**Try it:** A verbatim copy of the data below is the required output.

**Data under study:**
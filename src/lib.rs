//! Geometric core for **acoustic ray tracing**: mesh repair, [BSP](bsp)
//! painter's ordering and plane clipping of segment sets.
//!
//! The usual pipeline is
//! 1. add transformed scene objects to a [`Mesh`] and call
//!    [`Mesh::solve_conflicts`] to weld, split and tag them into a conforming
//!    triangle set;
//! 2. feed [`Mesh::triangles`] to a [`Context`], [build the
//!    tree](Context::build_tree) once;
//! 3. per point of view, [emit the triangles back to front](Context::build_mesh).
//!
//! A [`Plan`] clips independent sets of 3D segments against planes, e.g.
//! the outline of a wall against the frustum of a beam.
//!
//! # Features
//! #### Default
//! - **f64**: use f64 as Real
//!
//! #### Optional
//! - **f32**: use f32 as Real, this conflicts with f64
//!
//! # Tolerances
//! See [`float_types::tolerance`] and [`float_types::snap_tolerance`].

#![forbid(unsafe_code)]
#![deny(unused)]
#![warn(clippy::missing_const_for_fn, clippy::approx_constant, clippy::all)]

pub mod arena;
pub mod bsp;
pub mod color;
pub mod errors;
pub mod float_types;
pub mod mesh;
pub mod plan;
pub mod plane;
pub mod scene;
pub mod triangle;

#[cfg(any(all(feature = "f64", feature = "f32"), not(any(feature = "f64", feature = "f32"))))]
compile_error!("Either 'f64' or 'f32' feature must be specified, but not both");

pub use arena::{Arena, Handle};
pub use bsp::{BalancedSplittingStrategy, Context, DrawVertex, FirstTriangleStrategy, SplittingPlaneStrategy};
pub use color::Color;
pub use errors::{Error, Result};
pub use float_types::Real;
pub use mesh::{Mesh, RepairOptions, RepairStats};
pub use plan::{Plan, Segment, Source};
pub use plane::Plane;
pub use scene::{Face, Material, Object, SceneObject};
pub use triangle::{NO_OBJECT, Triangle, TriangleId};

**Result of the exercise:**
filename src/lib.rs
//! Geometric core for **acoustic ray tracing**: mesh repair, [BSP](bsp)
//! painter's ordering and plane clipping of segment sets.
//!
//! The usual pipeline is
//! 1. add transformed scene objects to a [`Mesh`] and call
//!    [`Mesh::solve_conflicts`] to weld, split and tag them into a conforming
//!    triangle set;
//! 2. feed [`Mesh::triangles`] to a [`Context`], [build the
//!    tree](Context::build_tree) once;
//! 3. per point of view, [emit the triangles back to front](Context::build_mesh).
//!
//! A [`Plan`] clips independent sets of 3D segments against planes, e.g.
//! the outline of a wall against the frustum of a beam.
//!
//! # Features
//! #### Default
//! - **f64**: use f64 as Real
//!
//! #### Optional
//! - **f32**: use f32 as Real, this conflicts with f64
//!
//! # Tolerances
//! See [`float_types::tolerance`] and [`float_types::snap_tolerance`].

#![forbid(unsafe_code)]
#![deny(unused)]
#![warn(clippy::missing_const_for_fn, clippy::approx_constant, clippy::all)]

pub mod arena;
pub mod bsp;
pub mod color;
pub mod errors;
pub mod float_types;
pub mod mesh;
pub mod plan;
pub mod plane;
pub mod scene;
pub mod triangle;

#[cfg(any(all(feature = "f64", feature = "f32"), not(any(feature = "f64", feature = "f32"))))]
compile_error!("Either 'f64' or 'f32' feature must be specified, but not both");

pub use arena::{Arena, Handle};
pub use bsp::{BalancedSplittingStrategy, Context, DrawVertex, FirstTriangleStrategy, SplittingPlaneStrategy};
pub use color::Color;
pub use errors::{Error, Result};
pub use float_types::Real;
pub use mesh::{Mesh, RepairOptions, RepairStats};
pub use plan::{Plan, Segment, Source};
pub use plane::Plane;
pub use scene::{Face, Material, Object, SceneObject};
pub use triangle::{NO_OBJECT, Triangle, TriangleId};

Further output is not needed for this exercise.